Dieting More Effective In People With Family History Of Obesity, Study Finds

Image used for representational purpose

Image used for representational purpose

The associated researchers notified that their findings show that bettering diet quality across time could lead to more improvement in weight loss in the case of those people who are more susceptible to the genetic obesity.

To investigate further, Dr Lu Qi, Professor of Epidemiology, and other researchers from Tulane University and Harvard University, looked at data from two large studies of U.S. health professionals.

Scientists categorised a healthy diet as being rich in fruit and vegetables, nuts and whole grains and low in salt, sugary drinks, alcohol and red and processed meats.

Previous research has shown that diets high in sugar sweetened drinks and fried foods may amplify the genetic associations with higher body weight.
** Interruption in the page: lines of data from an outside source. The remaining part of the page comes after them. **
//! Processor configuration
//!
//! Defaults reproduce the history and profile screens exactly; overrides exist
//! for hosts that render a different chart height or a different time zone.

use crate::calendar::{Calendar, DEFAULT_TIMEZONE};
use crate::error::InsightsError;
use crate::grouping::DEFAULT_RECENT_WINDOW_DAYS;
use crate::weekly::DEFAULT_BAR_MAX_HEIGHT;
use serde::{Deserialize, Serialize};

/// Upper bound for the rolling history window (about a century)
pub const MAX_RECENT_WINDOW_DAYS: i64 = 36_500;

/// Settings for an [`InsightsProcessor`](crate::pipeline::InsightsProcessor)
#[derive(Debug, Clone, PartialEq, Serialize, Deserialize)]
#[serde(default)]
pub struct InsightsConfig {
    /// IANA time zone for calendar-day boundaries
    pub timezone: String,
    /// Height of the tallest weekly bar
    pub bar_max_height: f64,
    /// Length of the rolling "This Week" history window in days
    pub recent_window_days: i64,
}

impl Default for InsightsConfig {
    fn default() -> Self {
        Self {
            timezone: DEFAULT_TIMEZONE.to_string(),
            bar_max_height: DEFAULT_BAR_MAX_HEIGHT,
            recent_window_days: DEFAULT_RECENT_WINDOW_DAYS,
        }
    }
}

impl InsightsConfig {
    pub fn with_timezone(timezone: impl Into<String>) -> Self {
        Self {
            timezone: timezone.into(),
            ..Default::default()
        }
    }

    /// Load configuration from JSON; missing fields take their defaults
    pub fn from_json(json: &str) -> Result<Self, InsightsError> {
        Ok(serde_json::from_str(json)?)
    }

    /// Check all values and resolve the calendar
    pub fn validate(&self) -> Result<Calendar, InsightsError> {
        if !self.bar_max_height.is_finite() || self.bar_max_height <= 0.0 {
            return Err(InsightsError::InvalidConfig(format!(
                "bar_max_height must be a positive number, got {}",
                self.bar_max_height
            )));
        }
        if !(1..=MAX_RECENT_WINDOW_DAYS).contains(&self.recent_window_days) {
            return Err(InsightsError::InvalidConfig(format!(
                "recent_window_days must be between 1 and {}, got {}",
                MAX_RECENT_WINDOW_DAYS, self.recent_window_days
            )));
        }
        Calendar::new(&self.timezone)
    }
}
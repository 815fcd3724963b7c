//! Weekly activity chart
//!
//! Sums session minutes per weekday of the current Monday-start week and scales
//! them into bar heights, the busiest day reaching the full bar height.

use crate::calendar::Calendar;
use crate::normalizer::SessionNormalizer;
use crate::types::{NormalizedSession, SessionRecord, WeeklyActivity};
use chrono::{DateTime, Utc};

/// Height of the tallest bar
pub const DEFAULT_BAR_MAX_HEIGHT: f64 = 80.0;

/// Floor for the scaling divisor, in minutes. Keeps an empty week flat.
const MIN_SCALE_MINUTES: f64 = 1.0;

/// Minutes per day of the current week with bars scaled to 0..=80
pub fn compute_weekly_activity(
    sessions: &[SessionRecord],
    now: DateTime<Utc>,
    calendar: &Calendar,
) -> WeeklyActivity {
    let report = SessionNormalizer::new(*calendar).normalize(sessions);
    weekly_for_normalized(&report.sessions, now, calendar, DEFAULT_BAR_MAX_HEIGHT)
}

pub fn weekly_for_normalized(
    sessions: &[NormalizedSession<'_>],
    now: DateTime<Utc>,
    calendar: &Calendar,
    bar_max_height: f64,
) -> WeeklyActivity {
    let monday = calendar.start_of_week(now);

    let mut minutes = [0.0_f64; 7];
    for session in sessions.iter().filter(|s| s.created_at >= monday) {
        let day = &mut minutes[calendar.weekday_index(session.created_at)];
        *day = add_minutes(*day, session.minutes());
    }

    WeeklyActivity {
        minutes,
        bars: scale_bars(&minutes, bar_max_height),
    }
}

/// Sum that saturates at `f64::MAX` instead of reaching infinity
pub fn add_minutes(total: f64, minutes: f64) -> f64 {
    (total + minutes).min(f64::MAX)
}

/// Scale values relative to the largest one.
///
/// NaN and negative values draw no bar; infinity counts as the largest value.
pub fn scale_bars(minutes: &[f64; 7], bar_max_height: f64) -> [f64; 7] {
    let finite = |value: f64| {
        if value.is_nan() {
            0.0
        } else {
            value.clamp(0.0, f64::MAX)
        }
    };
    let max_val = minutes.iter().copied().map(finite).fold(MIN_SCALE_MINUTES, f64::max);
    minutes.map(|value| (finite(value) / max_val) * bar_max_height)
}
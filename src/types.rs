//! Core types for Session Insights
//!
//! This module defines the data structures that flow through the aggregation:
//! raw session records as delivered by the host app, normalized sessions with a
//! canonical instant, and the derived history, streak and weekly outputs.

use chrono::{DateTime, SecondsFormat, Utc};
use serde::{Deserialize, Deserializer, Serialize};

/// Timestamp as delivered by a storage backend.
///
/// Document stores hand back `{seconds, nanoseconds}` wrappers, relational
/// stores ISO-8601 text, and some clients plain epoch seconds. Anything else is
/// kept as [`RawTimestamp::Unrecognized`] so that one bad record never fails
/// decoding of the whole list.
#[derive(Debug, Clone, PartialEq, Serialize, Deserialize)]
#[serde(untagged)]
pub enum RawTimestamp {
    /// ISO-8601 / RFC 3339 text
    Iso(String),
    /// Seconds since the Unix epoch
    EpochSeconds(f64),
    /// Platform timestamp wrapper
    Wrapper(TimestampWrapper),
    /// Unsupported representation
    Unrecognized(serde_json::Value),
}

impl From<DateTime<Utc>> for RawTimestamp {
    fn from(instant: DateTime<Utc>) -> Self {
        RawTimestamp::Iso(instant.to_rfc3339_opts(SecondsFormat::AutoSi, true))
    }
}

/// Seconds/nanoseconds pair used by document-store SDKs
#[derive(Debug, Clone, Copy, PartialEq, Eq, Serialize, Deserialize)]
pub struct TimestampWrapper {
    #[serde(alias = "_seconds")]
    pub seconds: i64,
    #[serde(default, alias = "_nanoseconds")]
    pub nanoseconds: i64,
}

/// A meditation or voice-conversation session as stored by the host app
#[derive(Debug, Clone, PartialEq, Serialize, Deserialize)]
#[serde(rename_all = "camelCase")]
pub struct SessionRecord {
    /// Opaque identifier
    #[serde(default, deserialize_with = "lenient_id")]
    pub id: String,
    /// When the session was created
    #[serde(default, alias = "created_at", alias = "timestamp", alias = "date")]
    pub created_at: Option<RawTimestamp>,
    /// Session length in seconds
    #[serde(
        default,
        alias = "duration_seconds",
        alias = "duration",
        deserialize_with = "lenient_duration",
        skip_serializing_if = "Option::is_none"
    )]
    pub duration_seconds: Option<f64>,
    /// Display title, not used in aggregation
    #[serde(default, skip_serializing_if = "Option::is_none")]
    pub title: Option<String>,
}

impl SessionRecord {
    /// Create a record with a timestamp and no duration
    pub fn new(id: impl Into<String>, created_at: impl Into<RawTimestamp>) -> Self {
        Self {
            id: id.into(),
            created_at: Some(created_at.into()),
            duration_seconds: None,
            title: None,
        }
    }

    pub fn with_duration(mut self, seconds: f64) -> Self {
        self.duration_seconds = Some(seconds);
        self
    }

    pub fn with_title(mut self, title: impl Into<String>) -> Self {
        self.title = Some(title.into());
        self
    }
}

/// Accept string or numeric ids (relational backends use integer keys)
fn lenient_id<'de, D>(deserializer: D) -> Result<String, D::Error>
where
    D: Deserializer<'de>,
{
    let value = Option::<serde_json::Value>::deserialize(deserializer)?;
    Ok(match value {
        Some(serde_json::Value::String(s)) => s,
        Some(serde_json::Value::Number(n)) => n.to_string(),
        _ => String::new(),
    })
}

/// Accept numbers or numeric strings; anything else counts as absent
fn lenient_duration<'de, D>(deserializer: D) -> Result<Option<f64>, D::Error>
where
    D: Deserializer<'de>,
{
    let value = Option::<serde_json::Value>::deserialize(deserializer)?;
    Ok(match value {
        Some(serde_json::Value::Number(n)) => n.as_f64(),
        Some(serde_json::Value::String(s)) => s.trim().parse::<f64>().ok(),
        _ => None,
    })
}

/// A record whose timestamp resolved to a canonical instant
#[derive(Debug, Clone, Copy, PartialEq)]
pub struct NormalizedSession<'a> {
    /// Position in the input list
    pub index: usize,
    /// The source record
    pub record: &'a SessionRecord,
    /// Canonical instant
    pub created_at: DateTime<Utc>,
    /// Sanitized duration (finite, >= 0)
    pub duration_seconds: f64,
}

impl NormalizedSession<'_> {
    pub fn minutes(&self) -> f64 {
        self.duration_seconds / 60.0
    }
}

/// Why a record was left out of aggregation
#[derive(Debug, Clone, Copy, PartialEq, Eq, Serialize, Deserialize)]
#[serde(rename_all = "snake_case")]
pub enum ExclusionReason {
    /// No `createdAt` field or an explicit null
    MissingTimestamp,
    /// Present but not in any supported format
    MalformedTimestamp,
    /// Parsed but outside the representable calendar range
    OutOfRange,
}

impl ExclusionReason {
    pub fn as_str(&self) -> &'static str {
        match self {
            ExclusionReason::MissingTimestamp => "missing_timestamp",
            ExclusionReason::MalformedTimestamp => "malformed_timestamp",
            ExclusionReason::OutOfRange => "out_of_range",
        }
    }
}

impl std::fmt::Display for ExclusionReason {
    fn fmt(&self, f: &mut std::fmt::Formatter<'_>) -> std::fmt::Result {
        f.write_str(self.as_str())
    }
}

/// A record dropped during normalization
#[derive(Debug, Clone, PartialEq, Eq, Serialize, Deserialize)]
pub struct ExcludedRecord {
    pub index: usize,
    pub id: String,
    pub reason: ExclusionReason,
}

/// History bucket label
#[derive(Debug, Clone, Copy, PartialEq, Eq, PartialOrd, Ord, Hash, Serialize, Deserialize)]
pub enum HistoryLabel {
    Today,
    Yesterday,
    #[serde(rename = "This Week")]
    ThisWeek,
    Earlier,
}

impl HistoryLabel {
    /// Display order of the sections
    pub const ALL: [HistoryLabel; 4] = [
        HistoryLabel::Today,
        HistoryLabel::Yesterday,
        HistoryLabel::ThisWeek,
        HistoryLabel::Earlier,
    ];

    pub fn as_str(&self) -> &'static str {
        match self {
            HistoryLabel::Today => "Today",
            HistoryLabel::Yesterday => "Yesterday",
            HistoryLabel::ThisWeek => "This Week",
            HistoryLabel::Earlier => "Earlier",
        }
    }
}

/// A labeled group of sessions, most recent first
#[derive(Debug, Clone, PartialEq, Serialize, Deserialize)]
pub struct HistorySection {
    pub label: HistoryLabel,
    pub sessions: Vec<SessionRecord>,
}

/// Single-letter weekday labels for the activity chart, Monday first
pub const WEEKDAY_LABELS: [&str; 7] = ["M", "T", "W", "T", "F", "S", "S"];

/// Minutes per day of the current Monday-start week and their bar heights
#[derive(Debug, Clone, Copy, PartialEq, Default, Serialize, Deserialize)]
pub struct WeeklyActivity {
    /// Raw minutes per day (0 = Monday, 6 = Sunday)
    pub minutes: [f64; 7],
    /// Relative bar heights (0 = Monday, 6 = Sunday)
    pub bars: [f64; 7],
}

impl WeeklyActivity {
    pub fn total_minutes(&self) -> f64 {
        self.minutes
            .iter()
            .fold(0.0, |total, m| crate::weekly::add_minutes(total, *m))
    }

    /// True when no minutes were recorded this week
    pub fn is_empty(&self) -> bool {
        self.minutes.iter().all(|m| *m == 0.0)
    }
}

/// Streak figures shown on the profile screen
#[derive(Debug, Clone, Copy, PartialEq, Eq, Default, Serialize, Deserialize)]
pub struct StreakStats {
    /// Consecutive active days ending today or yesterday
    pub current: u32,
    /// Longest run of consecutive active days in the whole history
    pub longest: u32,
    /// Number of distinct local days with at least one session
    pub active_days: u32,
}

/// Everything the history and profile screens need, computed in one pass
#[derive(Debug, Clone, PartialEq, Serialize, Deserialize)]
pub struct InsightsSummary {
    /// Reference instant the summary was computed for
    pub generated_at: DateTime<Utc>,
    /// Time zone used for calendar-day boundaries
    pub timezone: String,
    /// Records with a resolvable timestamp
    pub total_sessions: usize,
    /// Sum of all sanitized durations, in minutes
    pub total_minutes: f64,
    /// Records left out because of their timestamp
    pub excluded_records: Vec<ExcludedRecord>,
    pub streak: StreakStats,
    pub history: Vec<HistorySection>,
    pub weekly: WeeklyActivity,
}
The downside, as we all know, is that "healthy eating" is easier said than done - given we're all bogged down in an unhealthy food environment that makes obesity more likely for everyone, regardless of genetics. Specifically, they found changes in body mass index per 10 risk allele increments were 0.07 kg among those in the lowest third AHEI-2010 score and 0.01 kg among those in the highest third with increased AHEI-2010 scores, which corresponds to a weigh change of 0.16 kg versus -0.02 kg.

For each increase in diet quality score based on the Dietary Approach to Stop Hypertension (DASH) diet, BMI dropped by 0.19 for individuals at high genetic risk for obesity, but only 0.14 for those at low risk (P=0.001), they reported in BMJ.

Height was measured at baseline, and information on diet and changes in body weight were gathered every 4 years with questionnaires, from 1986 to 2006.

"Our results suggest that weight gain associated with genetic predisposition can be at least partly counteracted by improving adherence to healthy dietary patterns".

As with many genetic association studies, the effect of genetic predisposition was small, they write.

In addition, the study "underlines the critical importance of achieving healthy diets for everyone".

Dr Louisa Ells, of Teesside University in Middlesbrough, who reviewed the findings for the journal, said: "Genetic predisposition is no barrier to successful weight management and no excuse for weak health and policy responses".

Since it was purely an observational study, the authors said that no firm conclusions can be drawn about cause and effect.

"Our findings highlight the importance of improving adherence to a healthy diet in the prevention of weight gain, particularly in people genetically predisposed to obesity", they concluded.